Dataset =>
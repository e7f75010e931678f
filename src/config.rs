use crate::geo::ProjectionKind;
use crate::scene::Rgb;
use anyhow::{Context, Result};
use serde::{Deserialize, Serialize};
use std::fs;
use std::path::Path;
use tracing::warn;

/// Colours and thickness of the extruded map
#[derive(Debug, Clone, PartialEq, Serialize, Deserialize)]
#[serde(default)]
pub struct MapStyle {
    pub plane_color: Rgb,
    pub side_color: Rgb,
    pub line_color: Rgb,
    pub active_plane_color: Rgb,
    pub active_side_color: Rgb,
    pub active_line_color: Rgb,
    /// Extrusion depth of every province
    pub deep: f64,
}

impl Default for MapStyle {
    fn default() -> Self {
        Self {
            plane_color: Rgb(0x2d9bd8),
            side_color: Rgb(0x094869),
            line_color: Rgb(0xbfe5f4),
            active_plane_color: Rgb(0x94c8e3),
            active_side_color: Rgb(0x094869),
            active_line_color: Rgb(0xbfe5f4),
            deep: 8.0,
        }
    }
}

/// Light pillar look
#[derive(Debug, Clone, PartialEq, Serialize, Deserialize)]
#[serde(default)]
pub struct PillarStyle {
    pub bar_color: Rgb,
    pub gradient_from: Rgb,
    pub gradient_to: Rgb,
    pub halo_color: Rgb,
    pub ring_color: Rgb,
    pub marker_color: Rgb,
    /// Height of the tallest pillar before `height_factor`
    pub base_height: f64,
    pub height_factor: f64,
    pub bar_width: f64,
    pub halo_width: f64,
    /// Gap between the map top and the pillar foot
    pub lift: f64,
    pub bar_opacity: f64,
    pub halo_opacity: f64,
    pub ring_radius: f64,
}

impl Default for PillarStyle {
    fn default() -> Self {
        Self {
            bar_color: Rgb(0x77fbf5),
            gradient_from: Rgb(0xfbdf88),
            gradient_to: Rgb(0xffffff),
            halo_color: Rgb(0xfffef4),
            ring_color: Rgb(0x77fbf5),
            marker_color: Rgb(0xfbdf88),
            base_height: 25.0,
            height_factor: 0.7,
            bar_width: 1.0,
            halo_width: 6.0,
            lift: 0.3,
            bar_opacity: 0.7,
            halo_opacity: 0.4,
            ring_radius: 2.0,
        }
    }
}

impl PillarStyle {
    /// Height of a pillar at the series maximum
    pub fn max_height(&self) -> f64 {
        self.base_height * self.height_factor
    }
}

#[derive(Debug, Clone, PartialEq, Serialize, Deserialize)]
#[serde(default)]
pub struct CameraSettings {
    pub position: [f64; 3],
    pub target: [f64; 3],
    /// Vertical field of view in degrees
    pub fov: f64,
    pub near: f64,
    pub far: f64,
}

impl Default for CameraSettings {
    fn default() -> Self {
        Self {
            position: [50.0, -100.0, 500.0],
            target: [0.0, 0.0, 0.0],
            fov: 45.0,
            near: 0.1,
            far: 5000.0,
        }
    }
}

/// Top-level settings, read from an optional JSON file
#[derive(Debug, Clone, PartialEq, Serialize, Deserialize)]
#[serde(default)]
pub struct Config {
    pub style: MapStyle,
    pub pillars: PillarStyle,
    pub camera: CameraSettings,
    pub projection: ProjectionKind,
    /// Pick distance for boundary lines, in world units
    pub line_pick_threshold: f64,
}

impl Default for Config {
    fn default() -> Self {
        Self {
            style: MapStyle::default(),
            pillars: PillarStyle::default(),
            camera: CameraSettings::default(),
            projection: ProjectionKind::Mercator,
            line_pick_threshold: 1.0,
        }
    }
}

impl Config {
    pub fn load(path: &Path) -> Result<Self> {
        let content =
            fs::read_to_string(path).with_context(|| format!("reading {}", path.display()))?;
        serde_json::from_str(&content).with_context(|| format!("parsing {}", path.display()))
    }

    /// Load `path` if given, falling back to defaults on any error
    pub fn load_or_default(path: Option<&Path>) -> Self {
        match path {
            Some(path) => Self::load(path).unwrap_or_else(|e| {
                warn!("Using default config: {e:#}");
                Self::default()
            }),
            None => Self::default(),
        }
    }
}

#[cfg(test)]
mod tests {
    use super::*;

    #[test]
    fn test_partial_config_keeps_defaults() {
        let config: Config = serde_json::from_str(
            r##"{ "style": { "plane_color": "#ff0000", "deep": 4 }, "projection": "equirectangular" }"##,
        )
        .unwrap();
        assert_eq!(config.style.plane_color, Rgb(0xff0000));
        assert_eq!(config.style.deep, 4.0);
        assert_eq!(config.style.side_color, Rgb(0x094869));
        assert_eq!(config.projection, ProjectionKind::Equirectangular);
        assert_eq!(config.pillars, PillarStyle::default());
    }

    #[test]
    fn test_missing_file_falls_back() {
        let config = Config::load_or_default(Some(Path::new("/nonexistent/geoworld.json")));
        assert_eq!(config, Config::default());
    }

    #[test]
    fn test_reference_pillar_height() {
        assert!((PillarStyle::default().max_height() - 17.5).abs() < 1e-9);
    }
}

Task brief => Copy the listing word for word, leaving nothing out.

Answer to this problem =>
repository e7f75010e931678f
filename src/config.rs
use crate::geo::ProjectionKind;
use crate::scene::Rgb;
use anyhow::{Context, Result};
use serde::{Deserialize, Serialize};
use std::fs;
use std::path::Path;
use tracing::warn;

/// Colours and thickness of the extruded map
#[derive(Debug, Clone, PartialEq, Serialize, Deserialize)]
#[serde(default)]
pub struct MapStyle {
    pub plane_color: Rgb,
    pub side_color: Rgb,
    pub line_color: Rgb,
    pub active_plane_color: Rgb,
    pub active_side_color: Rgb,
    pub active_line_color: Rgb,
    /// Extrusion depth of every province
    pub deep: f64,
}

impl Default for MapStyle {
    fn default() -> Self {
        Self {
            plane_color: Rgb(0x2d9bd8),
            side_color: Rgb(0x094869),
            line_color: Rgb(0xbfe5f4),
            active_plane_color: Rgb(0x94c8e3),
            active_side_color: Rgb(0x094869),
            active_line_color: Rgb(0xbfe5f4),
            deep: 8.0,
        }
    }
}

/// Light pillar look
#[derive(Debug, Clone, PartialEq, Serialize, Deserialize)]
#[serde(default)]
pub struct PillarStyle {
    pub bar_color: Rgb,
    pub gradient_from: Rgb,
    pub gradient_to: Rgb,
    pub halo_color: Rgb,
    pub ring_color: Rgb,
    pub marker_color: Rgb,
    /// Height of the tallest pillar before `height_factor`
    pub base_height: f64,
    pub height_factor: f64,
    pub bar_width: f64,
    pub halo_width: f64,
    /// Gap between the map top and the pillar foot
    pub lift: f64,
    pub bar_opacity: f64,
    pub halo_opacity: f64,
    pub ring_radius: f64,
}

impl Default for PillarStyle {
    fn default() -> Self {
        Self {
            bar_color: Rgb(0x77fbf5),
            gradient_from: Rgb(0xfbdf88),
            gradient_to: Rgb(0xffffff),
            halo_color: Rgb(0xfffef4),
            ring_color: Rgb(0x77fbf5),
            marker_color: Rgb(0xfbdf88),
            base_height: 25.0,
            height_factor: 0.7,
            bar_width: 1.0,
            halo_width: 6.0,
            lift: 0.3,
            bar_opacity: 0.7,
            halo_opacity: 0.4,
            ring_radius: 2.0,
        }
    }
}

impl PillarStyle {
    /// Height of a pillar at the series maximum
    pub fn max_height(&self) -> f64 {
        self.base_height * self.height_factor
    }
}

#[derive(Debug, Clone, PartialEq, Serialize, Deserialize)]
#[serde(default)]
pub struct CameraSettings {
    pub position: [f64; 3],
    pub target: [f64; 3],
    /// Vertical field of view in degrees
    pub fov: f64,
    pub near: f64,
    pub far: f64,
}

impl Default for CameraSettings {
    fn default() -> Self {
        Self {
            position: [50.0, -100.0, 500.0],
            target: [0.0, 0.0, 0.0],
            fov: 45.0,
            near: 0.1,
            far: 5000.0,
        }
    }
}

/// Top-level settings, read from an optional JSON file
#[derive(Debug, Clone, PartialEq, Serialize, Deserialize)]
#[serde(default)]
pub struct Config {
    pub style: MapStyle,
    pub pillars: PillarStyle,
    pub camera: CameraSettings,
    pub projection: ProjectionKind,
    /// Pick distance for boundary lines, in world units
    pub line_pick_threshold: f64,
}

impl Default for Config {
    fn default() -> Self {
        Self {
            style: MapStyle::default(),
            pillars: PillarStyle::default(),
            camera: CameraSettings::default(),
            projection: ProjectionKind::Mercator,
            line_pick_threshold: 1.0,
        }
    }
}

impl Config {
    pub fn load(path: &Path) -> Result<Self> {
        let content =
            fs::read_to_string(path).with_context(|| format!("reading {}", path.display()))?;
        serde_json::from_str(&content).with_context(|| format!("parsing {}", path.display()))
    }

    /// Load `path` if given, falling back to defaults on any error
    pub fn load_or_default(path: Option<&Path>) -> Self {
        match path {
            Some(path) => Self::load(path).unwrap_or_else(|e| {
                warn!("Using default config: {e:#}");
                Self::default()
            }),
            None => Self::default(),
        }
    }
}

#[cfg(test)]
mod tests {
    use super::*;

    #[test]
    fn test_partial_config_keeps_defaults() {
        let config: Config = serde_json::from_str(
            r##"{ "style": { "plane_color": "#ff0000", "deep": 4 }, "projection": "equirectangular" }"##,
        )
        .unwrap();
        assert_eq!(config.style.plane_color, Rgb(0xff0000));
        assert_eq!(config.style.deep, 4.0);
        assert_eq!(config.style.side_color, Rgb(0x094869));
        assert_eq!(config.projection, ProjectionKind::Equirectangular);
        assert_eq!(config.pillars, PillarStyle::default());
    }

    #[test]
    fn test_missing_file_falls_back() {
        let config = Config::load_or_default(Some(Path::new("/nonexistent/geoworld.json")));
        assert_eq!(config, Config::default());
    }

    #[test]
    fn test_reference_pillar_height() {
        assert!((PillarStyle::default().max_height() - 17.5).abs() < 1e-9);
    }
}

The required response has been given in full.